▶ _WHAT YOU WILL DO_: Check each line of the entries. Copy the ones that contain the string "read".

──────── RECORDS SHOWN ────────

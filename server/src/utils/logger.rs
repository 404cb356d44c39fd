//! Logging setup
//!
//! Console output always; when `LOG_DIR` is set, JSON lines additionally go
//! to a daily-rolling file. The returned guard must be held for the process
//! lifetime or buffered file output is lost.

use tracing_appender::non_blocking::WorkerGuard;
use tracing_subscriber::layer::SubscriberExt;
use tracing_subscriber::util::SubscriberInitExt;
use tracing_subscriber::{fmt, EnvFilter};

pub fn init() -> Option<WorkerGuard> {
    let env_filter = EnvFilter::try_from_default_env().unwrap_or_else(|_| EnvFilter::new("info"));

    match std::env::var("LOG_DIR") {
        Ok(dir) => {
            let file_appender = tracing_appender::rolling::daily(dir, "bazaar-server.log");
            let (non_blocking, guard) = tracing_appender::non_blocking(file_appender);
            tracing_subscriber::registry()
                .with(env_filter)
                .with(fmt::layer())
                .with(fmt::layer().json().with_ansi(false).with_writer(non_blocking))
                .init();
            Some(guard)
        }
        Err(_) => {
            tracing_subscriber::registry()
                .with(env_filter)
                .with(fmt::layer())
                .init();
            None
        }
    }
}
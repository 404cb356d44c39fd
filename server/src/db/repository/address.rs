//! Address Repository
//!
//! Maintains the one-default-per-user invariant through
//! [`clear_other_defaults`], always inside the same transaction as the
//! write that sets the flag.

use super::{clear_other_defaults, RepoError, RepoResult};
use crate::db::models::{Address, AddressCreate, AddressUpdate};
use crate::db::DbService;
use shared::util::{now_millis, snowflake_id};
use shared::ErrorCode;

const TABLE: &str = "addresses";

#[derive(Clone)]
pub struct AddressRepository {
    db: DbService,
}

impl AddressRepository {
    pub fn new(db: DbService) -> Self {
        Self { db }
    }

    /// List a user's addresses, default first then newest
    pub async fn find_by_user(&self, user_id: i64) -> RepoResult<Vec<Address>> {
        let addresses = sqlx::query_as(
            "SELECT * FROM addresses WHERE user_id = ? AND is_active = 1 \
             ORDER BY is_default DESC, created_at DESC",
        )
        .bind(user_id)
        .fetch_all(self.db.read())
        .await?;
        Ok(addresses)
    }

    /// Fetch one of the user's addresses
    pub async fn find_by_id(&self, user_id: i64, id: i64) -> RepoResult<Address> {
        let address: Option<Address> = sqlx::query_as(
            "SELECT * FROM addresses WHERE id = ? AND user_id = ? AND is_active = 1",
        )
        .bind(id)
        .bind(user_id)
        .fetch_optional(self.db.read())
        .await?;
        address.ok_or(RepoError::NotFound(ErrorCode::AddressNotFound))
    }

    /// Create an address for the user
    pub async fn create(&self, user_id: i64, data: AddressCreate) -> RepoResult<Address> {
        if data.title.trim().is_empty() || data.full_address.trim().is_empty() {
            return Err(RepoError::Validation(
                "Title and address are required".into(),
            ));
        }

        let mut tx = self.db.write().begin().await?;
        let now = now_millis();
        let id = snowflake_id();

        if data.is_default {
            clear_other_defaults(&mut tx, TABLE, user_id, id).await?;
        }

        let country = data.country.unwrap_or_else(|| "Turkey".to_string());
        sqlx::query(
            "INSERT INTO addresses (id, user_id, title, full_address, city, district, \
             postal_code, country, phone_number, is_default, is_active, created_at, updated_at) \
             VALUES (?, ?, ?, ?, ?, ?, ?, ?, ?, ?, 1, ?, ?)",
        )
        .bind(id)
        .bind(user_id)
        .bind(&data.title)
        .bind(&data.full_address)
        .bind(&data.city)
        .bind(&data.district)
        .bind(&data.postal_code)
        .bind(&country)
        .bind(&data.phone_number)
        .bind(data.is_default)
        .bind(now)
        .bind(now)
        .execute(&mut *tx)
        .await?;
        tx.commit().await?;

        Ok(Address {
            id,
            user_id,
            title: data.title,
            full_address: data.full_address,
            city: data.city,
            district: data.district,
            postal_code: data.postal_code,
            country,
            phone_number: data.phone_number,
            is_default: data.is_default,
            is_active: true,
            created_at: now,
            updated_at: now,
        })
    }

    /// Update one of the user's addresses. Other defaults are cleared only
    /// when this update newly sets the flag.
    pub async fn update(&self, user_id: i64, id: i64, data: AddressUpdate) -> RepoResult<Address> {
        let mut tx = self.db.write().begin().await?;
        let now = now_millis();

        let address: Option<Address> = sqlx::query_as(
            "SELECT * FROM addresses WHERE id = ? AND user_id = ? AND is_active = 1",
        )
        .bind(id)
        .bind(user_id)
        .fetch_optional(&mut *tx)
        .await?;
        let mut address = address.ok_or(RepoError::NotFound(ErrorCode::AddressNotFound))?;

        if let Some(is_default) = data.is_default {
            if is_default && !address.is_default {
                clear_other_defaults(&mut tx, TABLE, user_id, id).await?;
            }
            address.is_default = is_default;
        }
        if let Some(title) = data.title {
            address.title = title;
        }
        if let Some(full_address) = data.full_address {
            address.full_address = full_address;
        }
        if let Some(city) = data.city {
            address.city = city;
        }
        if data.district.is_some() {
            address.district = data.district;
        }
        if data.postal_code.is_some() {
            address.postal_code = data.postal_code;
        }
        if let Some(country) = data.country {
            address.country = country;
        }
        if data.phone_number.is_some() {
            address.phone_number = data.phone_number;
        }
        address.updated_at = now;

        sqlx::query(
            "UPDATE addresses SET title = ?, full_address = ?, city = ?, district = ?, \
             postal_code = ?, country = ?, phone_number = ?, is_default = ?, updated_at = ? \
             WHERE id = ?",
        )
        .bind(&address.title)
        .bind(&address.full_address)
        .bind(&address.city)
        .bind(&address.district)
        .bind(&address.postal_code)
        .bind(&address.country)
        .bind(&address.phone_number)
        .bind(address.is_default)
        .bind(now)
        .bind(id)
        .execute(&mut *tx)
        .await?;
        tx.commit().await?;

        Ok(address)
    }

    /// Make one of the user's addresses the default
    pub async fn set_default(&self, user_id: i64, id: i64) -> RepoResult<Address> {
        let mut tx = self.db.write().begin().await?;
        let now = now_millis();

        let address: Option<Address> = sqlx::query_as(
            "SELECT * FROM addresses WHERE id = ? AND user_id = ? AND is_active = 1",
        )
        .bind(id)
        .bind(user_id)
        .fetch_optional(&mut *tx)
        .await?;
        let mut address = address.ok_or(RepoError::NotFound(ErrorCode::AddressNotFound))?;

        clear_other_defaults(&mut tx, TABLE, user_id, id).await?;
        sqlx::query("UPDATE addresses SET is_default = 1, updated_at = ? WHERE id = ?")
            .bind(now)
            .bind(id)
            .execute(&mut *tx)
            .await?;
        tx.commit().await?;

        address.is_default = true;
        address.updated_at = now;
        Ok(address)
    }

    /// Soft-delete one of the user's addresses
    pub async fn delete(&self, user_id: i64, id: i64) -> RepoResult<()> {
        let result = sqlx::query(
            "UPDATE addresses SET is_active = 0, is_default = 0, updated_at = ? \
             WHERE id = ? AND user_id = ? AND is_active = 1",
        )
        .bind(now_millis())
        .bind(id)
        .bind(user_id)
        .execute(self.db.write())
        .await?;
        if result.rows_affected() == 0 {
            return Err(RepoError::NotFound(ErrorCode::AddressNotFound));
        }
        Ok(())
    }
}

────────

▶ _OUTPUT FOR THIS EXERCISE_:
        .fetch_all(self.db.read())
        .fetch_optional(self.db.read())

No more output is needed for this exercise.